*** Opening of Supplied information ***

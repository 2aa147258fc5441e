//! GpiodDriver implementation for managing GPIO pins using the gpiod library.
//!
//! Works on any Linux GPIO character device, at the price of a line
//! re-request whenever a pin changes direction or bias.
use crate::{GpioBias, GpioDirection, GpioDriver, GpioError, GpioPin, GpioResult};
use bitvec::vec::BitVec;
use log::debug;
use std::fmt::{Debug, Formatter};
use std::path::Path;
use std::sync::atomic::AtomicU8;

/// GpiodDriver is a GPIO driver that uses the gpiod library to manage GPIO pins.
pub struct GpiodDriver {
    chip: gpiod::Chip,
    used_pins: BitVec<AtomicU8>,
}

impl GpiodDriver {
    pub fn new(chip: gpiod::Chip) -> Self {
        let n = chip.num_lines() as usize;
        let bits = BitVec::repeat(false, n);
        Self {
            chip,
            used_pins: bits,
        }
    }

    /// Opens the GPIO character device at the given path, e.g.
    /// `/dev/gpiochip0`.
    pub fn open(path: impl AsRef<Path>) -> GpioResult<Self> {
        Ok(Self::new(gpiod::Chip::new(path.as_ref())?))
    }
}

impl Debug for GpiodDriver {
    fn fmt(&self, f: &mut Formatter<'_>) -> std::fmt::Result {
        write!(f, "GpiodDriver({})", self.chip.name())
    }
}

impl From<GpioBias> for gpiod::Bias {
    fn from(bias: GpioBias) -> Self {
        match bias {
            GpioBias::None => gpiod::Bias::Disable,
            GpioBias::PullUp => gpiod::Bias::PullUp,
            GpioBias::PullDown => gpiod::Bias::PullDown,
        }
    }
}

impl GpioDriver for GpiodDriver {
    fn count(&self) -> GpioResult<usize> {
        Ok(self.chip.num_lines() as usize)
    }

    fn get_pin(&self, index: usize) -> GpioResult<Box<dyn GpioPin + '_>> {
        if index >= self.count()? {
            return Err(GpioError::InvalidArgument);
        }

        if self.used_pins[index] {
            return Err(GpioError::AlreadyInUse);
        }

        self.used_pins.set_aliased(index, true);

        debug!("Using GPIO line {} on {}", index, self.chip.name());

        let mut pin = GpiodPin {
            driver: self,
            pin_index: index,
            bias: GpioBias::None,
            latch: false,
            line: None,
        };
        pin.reacquire(GpioDirection::Input)?;

        Ok(Box::new(pin))
    }
}

enum GpiodLine {
    Input(gpiod::Lines<gpiod::Input>),
    Output(gpiod::Lines<gpiod::Output>),
}

struct GpiodPin<'a> {
    driver: &'a GpiodDriver,
    pin_index: usize,
    bias: GpioBias,
    latch: bool,
    /// Current line request. `None` only transiently, while switching, or
    /// after a failed request.
    line: Option<GpiodLine>,
}

impl GpiodPin<'_> {
    /// Releases the current request and requests the line again with the
    /// given direction and the stored bias. The kernel refuses a second
    /// request while the first is held, so the old one is dropped first.
    fn reacquire(&mut self, direction: GpioDirection) -> GpioResult<()> {
        self.line = None;

        let line = match direction {
            GpioDirection::Input => {
                let line = self.driver.chip.request_lines(
                    gpiod::Options::input([self.pin_index as u32])
                        .consumer(env!("CARGO_PKG_NAME"))
                        .bias(self.bias.into()),
                )?;
                GpiodLine::Input(line)
            }
            GpioDirection::Output => {
                let line = self.driver.chip.request_lines(
                    gpiod::Options::output([self.pin_index as u32])
                        .consumer(env!("CARGO_PKG_NAME"))
                        .bias(self.bias.into()),
                )?;
                line.set_values([self.latch])?;
                GpiodLine::Output(line)
            }
        };

        self.line = Some(line);
        Ok(())
    }

    fn direction(&self) -> Option<GpioDirection> {
        match self.line {
            Some(GpiodLine::Input(_)) => Some(GpioDirection::Input),
            Some(GpiodLine::Output(_)) => Some(GpioDirection::Output),
            None => None,
        }
    }
}

impl Debug for GpiodPin<'_> {
    fn fmt(&self, f: &mut Formatter<'_>) -> std::fmt::Result {
        write!(f, "{:?}[{}]", self.driver, self.pin_index)
    }
}

impl GpioPin for GpiodPin<'_> {
    fn set_direction(&mut self, direction: GpioDirection) -> GpioResult<()> {
        if self.direction() == Some(direction) {
            return Ok(());
        }
        self.reacquire(direction)
    }

    fn set_bias(&mut self, bias: GpioBias) -> GpioResult<()> {
        if self.bias == bias {
            return Ok(());
        }
        self.bias = bias;
        // Bias only takes effect on request, so the line is re-requested in
        // its current direction.
        match self.direction() {
            Some(direction) => self.reacquire(direction),
            None => Ok(()),
        }
    }

    fn write(&mut self, level: bool) -> GpioResult<()> {
        self.latch = level;
        if let Some(GpiodLine::Output(line)) = &self.line {
            line.set_values([level])?;
        }
        // While the pin is an input only the latch is updated; the value is
        // applied on the next switch to output.
        Ok(())
    }

    fn read(&self) -> GpioResult<bool> {
        match &self.line {
            Some(GpiodLine::Input(line)) => {
                let values = line.get_values([false])?;
                Ok(values[0])
            }
            Some(GpiodLine::Output(_)) => Ok(self.latch),
            None => Err(GpioError::Other("line is not requested".to_string())),
        }
    }
}

impl Drop for GpiodPin<'_> {
    fn drop(&mut self) {
        self.driver.used_pins.set_aliased(self.pin_index, false);
    }
}

#[cfg(test)]
mod tests {
    use super::*;

    #[test]
    fn open_missing_chip_fails() {
        let result = GpiodDriver::open("/does/not/exist");

        assert_eq!(
            result.err(),
            Some(GpioError::Io(std::io::ErrorKind::NotFound))
        );
    }

    #[test]
    fn open_accepts_owned_paths() {
        let path = std::path::PathBuf::from("/does/not/exist");

        assert!(GpiodDriver::open(path).is_err());
    }
}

*** Close of Supplied information ***

Your reply must contain exactly the lines from the first line of the data through the line holding "use bitvec::vec::BitVec;", and nothing more.

Answer section
repository 2aa147258fc5441e
//! GpiodDriver implementation for managing GPIO pins using the gpiod library.
//!
//! Works on any Linux GPIO character device, at the price of a line
//! re-request whenever a pin changes direction or bias.
use crate::{GpioBias, GpioDirection, GpioDriver, GpioError, GpioPin, GpioResult};
use bitvec::vec::BitVec;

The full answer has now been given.